Ahora entiendo por qué le gustaba salir a caminar, siempre inventaba alguna salida: a la misa de las mañanas, a visitar a sus otros hijos, a saludar su única hermana, en fin. O también la podían encontrar sentada en los parques del vecindario.

Yo la conocí y puedo dar fe de que Ángela Padrón era una dama de esas que ya no vienen. Sus hijos y nietos siempre fueron lo primero. Primero, incluso, que ella misma. Todos sabían que moría con cada nota triste a su alrededor. En los casi 90 años de edad en los que vivía atrapada, seguía siendo tierna a pesar de sus aflicciones. La química sanadora de sus manos era la medicina predilecta de sus hijos. Cada que enfermaban con fiebre alta y malestar general, ella llegaba con su ungüento Vick VapoRub y les suministraba sobijos por todo el cuerpo hasta desaparecer los dolores.

Para ella, la mayor felicidad era ver a la familia reunida y ello ocurría a final de cada año o en fechas especiales, en las que yo también participaba por ser una amiga cercana de la familia.

Cuando sus hijos no la llamaban en el día, ella se deprimía. Por eso cuando se hizo una adulta mayor y empezaron las enfermedades y los achaques, se concentró en la importancia de atender su salud. Cada semana iba una o dos veces al médico.

Ella sabía muy bien que las medicinas no eran del todo eficientes; sabía que Dios era su sostén y que a Él le debía los años de vida, pero sabía que eran un recurso válido para seguir adelante cada día. Tal vez los medicamentos no lograran curar su profunda soledad ni las enfermedades que padecía, pero sí la ayudaban a mejorar el ánimo la compañía de sus hijos y amigos, así como la atención que los médicos le brindaban.

Doña Rosa, vecina y amiga de Ángela, cuenta que el día 17 de diciembre, ella se sintió mal y pidió que la llevaran al hospital más cercano para ver como tenía la presión arterial. Así se hizo, la llevaron al hospital San Miguel Arcángel.
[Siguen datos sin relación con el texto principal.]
use std::borrow::Cow;
use std::fmt::{Debug, Formatter};
use crate::macros::{from_impl_for_string_and_str, make_display, partial_eq_impl_for_str};
use crate::tree::field::Field;
use crate::tree::method::{Method, MethodDescriptor, MethodName};

/// Represents a class name.
///
/// The class name uses [internal binary names](https://docs.oracle.com/javase/specs/jvms/se22/html/jvms-4.html#jvms-4.2.1),
/// i.e. with the complete path written out and using slashes, like `java/lang/Thread`.
#[derive(Debug, Clone, Eq, PartialEq, Ord, PartialOrd, Hash)]
pub struct ClassName(Cow<'static, str>);

from_impl_for_string_and_str!(ClassName);
partial_eq_impl_for_str!(ClassName);
make_display!(ClassName);

impl ClassName {
	/// The class name of `Object`, the root of every superclass chain.
	pub const JAVA_LANG_OBJECT: ClassName = ClassName(Cow::Borrowed("java/lang/Object"));

	/// Checks if this is an array class.
	///
	/// Array class names start with `[`.
	pub fn is_array(&self) -> bool {
		self.0.starts_with('[')
	}

	/// Gets the simple name, i.e. the part after the last `/`.
	pub fn simple_name(&self) -> &str {
		self.0.rsplit_once('/')
			.map_or(&self.0, |(_, simple)| simple)
	}

	pub fn is_valid(&self) -> bool {
		crate::tree::names::is_valid_class_name(&self.0)
	}
}

/// Represents the structure of a class, as far as the merging engine needs it.
#[derive(Debug, Clone, PartialEq)]
pub struct ClassFile {
	pub access: ClassAccess,
	pub name: ClassName,
	pub super_class: Option<ClassName>,
	pub interfaces: Vec<ClassName>,

	pub fields: Vec<Field>,
	pub methods: Vec<Method>,
}

impl ClassFile {
	pub fn new(access: ClassAccess, name: ClassName, super_class: Option<ClassName>, interfaces: Vec<ClassName>) -> ClassFile {
		ClassFile {
			access,
			name,
			super_class,
			interfaces,

			fields: Vec::new(),
			methods: Vec::new(),
		}
	}

	/// Finds a method by exact name and descriptor, in declaration order.
	pub fn get_method(&self, name: &MethodName, descriptor: &MethodDescriptor) -> Option<&Method> {
		self.methods.iter()
			.find(|m| &m.name == name && &m.descriptor == descriptor)
	}

	pub fn get_method_mut(&mut self, name: &MethodName, descriptor: &MethodDescriptor) -> Option<&mut Method> {
		self.methods.iter_mut()
			.find(|m| &m.name == name && &m.descriptor == descriptor)
	}

	/// All constructors, i.e. methods named `<init>`, in declaration order.
	pub fn constructors(&self) -> impl Iterator<Item=&Method> {
		self.methods.iter().filter(|m| m.is_constructor())
	}
}

/// Represents the access flags a class can have.
///
/// Take a look at the [Java Virtual Machine Specification](https://docs.oracle.com/javase/specs/jvms/se22/html/jvms-4.html#jvms-4.1-200-E.1), for
/// the meanings of these fields, and what combinations are legal and which not.
#[derive(Copy, Clone, Default, PartialEq)]
pub struct ClassAccess {
	pub is_public: bool,
	pub is_final: bool,
	pub is_super: bool,
	pub is_interface: bool,
	pub is_abstract: bool,
	pub is_synthetic: bool,
	pub is_annotation: bool,
	pub is_enum: bool,
}

impl Debug for ClassAccess {
	fn fmt(&self, f: &mut Formatter<'_>) -> std::fmt::Result {
		f.write_str("ClassAccess { ")?;
		if self.is_public     { f.write_str("public ")?; }
		if self.is_final      { f.write_str("final ")?; }
		if self.is_super      { f.write_str("super ")?; }
		if self.is_interface  { f.write_str("interface ")?; }
		if self.is_abstract   { f.write_str("abstract ")?; }
		if self.is_synthetic  { f.write_str("synthetic ")?; }
		if self.is_annotation { f.write_str("annotation ")?; }
		if self.is_enum       { f.write_str("enum ")?; }
		f.write_str("}")
	}
}

/// Interprets an `u16` as the `access_flags` item of the `ClassFile` structure of the Java Virtual Machine Specification.
impl From<u16> for ClassAccess {
	fn from(value: u16) -> Self {
		ClassAccess {
			is_public:     value & 0x0001 != 0,
			is_final:      value & 0x0010 != 0,
			is_super:      value & 0x0020 != 0,
			is_interface:  value & 0x0200 != 0,
			is_abstract:   value & 0x0400 != 0,
			is_synthetic:  value & 0x1000 != 0,
			is_annotation: value & 0x2000 != 0,
			is_enum:       value & 0x4000 != 0,
		}
	}
}

/// Creates an `u16` according to the `access_flags` item of the `ClassFile` structure of the Java Virtual Machine Specification.
impl From<ClassAccess> for u16 {
	fn from(value: ClassAccess) -> Self {
		(if value.is_public     { 0x0001 } else { 0 }) |
		(if value.is_final      { 0x0010 } else { 0 }) |
		(if value.is_super      { 0x0020 } else { 0 }) |
		(if value.is_interface  { 0x0200 } else { 0 }) |
		(if value.is_abstract   { 0x0400 } else { 0 }) |
		(if value.is_synthetic  { 0x1000 } else { 0 }) |
		(if value.is_annotation { 0x2000 } else { 0 }) |
		(if value.is_enum       { 0x4000 } else { 0 })
	}
}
Después de examinarla, determinaron que debía quedarse hospitalizada. Vaya, esa noticia no se la esperaba nadie, menos la señora Ángela. Su rostro se tornó preocupado y triste como si presintiera lo peor. Ya no quiso hablar.

Esa noche, aproximadamente a las 11:30 p.m., debieron llevarla a otro hospital, supuestamente porque el primero al que acudió no contaba con la tecnología necesaria para unos exámenes del corazón. Sus hijos, confiados y seguros se fueron pensando que su madre estaba en manos profesionales y bien atendida. Además, aparentemente no había una situación de gravedad, solo se trataba de una revisión médica.

La sorpresa fue mayúscula cuando al día siguiente, muy temprano, llegaron a visitar a su madre al hospital y les dijeron que se encontraba en la UCI (unidad de cuidados intensivos). Se alistaron para verla y ¡oh sorpresa mayor!, la encontraron con un tubo introducido en la tráquea por medio del cual recibía el aire a sus pulmones. Por consiguiente no podía hablar. Era prácticamente un cuerpo vegetal. Sus hijos, alterados, buscaron al médico jefe para que les mostrara la historia clínica, tratando de hallar una explicación racional. Pero como casi siempre sucede en un pueblo pequeño, la verdad se encuentra entre frases cortas que viajan de un lugar a otro y la responsabilidad queda diluida entre las personas. Al parecer, solo les interesaba seguir suministrándole nuevos procesos médicos para prolongar su estadía en la clínica. El dueño de la vida, _que mueve los hilos del tiempo de los seres en la tierra, dispuso que Ángela solo duraría una semana más. El 24 de diciembre dejó de funcionar el aparato que monitoreaba los latidos de su corazón.

Como amiga de Ángela presencié su último momento de vida. Es increíble, le gustaba ir al médico, pero no le tenía miedo a los hospitales. Toda una ironía del destino. Nunca imaginó que su última morada sería una cama de hospital.